Power Transformations and Unit Mean and Constant Variance Assumptions of the Multiplicative Error Model: The Generalized Gamma Distribution

Aims: To study the implications of power transformations namely; inverse-square-root, inverse, inverse-square and square transformations on the error component of the multiplicative error and determine whether the unit-mean and constant variance assumptions of the model are either retained or violated after the transformation.
Methodology: We studied the distributions of the error component under the various distributional forms of the generalized gamma distribution namely; Gamma (a, b, 1), Chi-square, Exponential, Weibull, Rayleigh and Maxwell distributions. We first established the functions describing the distributional characteristics of interest for the generalized power transformed error component and secondly applied the unit-mean conditions of the untransformed distributions to the established functions.
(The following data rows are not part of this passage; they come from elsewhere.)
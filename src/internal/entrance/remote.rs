use crate::{
    auth::HubAuth,
    fetcher::{AssetFetcher, FetchOutcome, FetchRequest, TransferError},
    remote_file::RemoteFile,
    snapshot::SnapshotDownloader,
};

/// 读取快照中的全部文件，并转换成领域结构体模型
///
/// 只读取元数据，不下载任何内容；下载地址已固定到解析出的提交。
///
/// example:
/// ```
/// use hub_snapshot::auth::HubAuth;
/// use hub_snapshot::fetcher::FetchRequest;
/// use hub_snapshot::get_snapshot_files;
///
/// let auth = HubAuth::new("https://hf-mirror.com", None).unwrap();
/// let request = FetchRequest::new("THUDM/CogVideoX-5b-I2V", "models/cog");
///
/// let files = get_snapshot_files(&auth, &request).await.unwrap();
/// ```
pub async fn get_snapshot_files(
    hub_auth: &HubAuth,
    request: &FetchRequest,
) -> Result<Vec<RemoteFile>, TransferError> {
    let (_, files) = SnapshotDownloader::new(hub_auth.clone())
        .list_files(request)
        .await?;
    Ok(files)
}

/// 本库主入口：把仓库快照下载到 `request.destination_path`
///
/// 目录不存在时会先创建；任何失败都以 [`FetchOutcome::Failure`] 返回。
/// 需要进度展示或自定义缓存目录时，直接组合 [`SnapshotDownloader`] 与 [`AssetFetcher`]。
pub async fn fetch_snapshot(
    hub_auth: &HubAuth,
    request: &FetchRequest,
) -> FetchOutcome {
    AssetFetcher::new(SnapshotDownloader::new(hub_auth.clone()))
        .fetch(request)
        .await
}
Results: We established the following important results in modeling using a multiplicative error model, where data transformation is absolutely necessary;(i) For the inverse-square-root transformation, the unit-mean and constant variance assumptions are approximately maintained for all the distributions under study except the Chi-square distribution where it was violated. (ii) For the inverse transformation, the unit-mean assumptions are violated after the transformation except for the Rayleigh and Maxwell distributions. (iii) For the inverse-square transformation, the unit-mean assumption is violated for all the distributions under study. (iv) For the square transformation, it is only the Maxwell distribution that maintained the unit-mean assumption. (v) For all the studied transformations the variances of the transformed distributions were found to be constant but greater than those of the untransformed distribution.
Conclusion: The results of this study though restricted to the distributional forms of the generalized gamma distribution, however they provide a useful framework in modeling for determining where a particular power transformation is successful for a model whose error component has a particular distribution.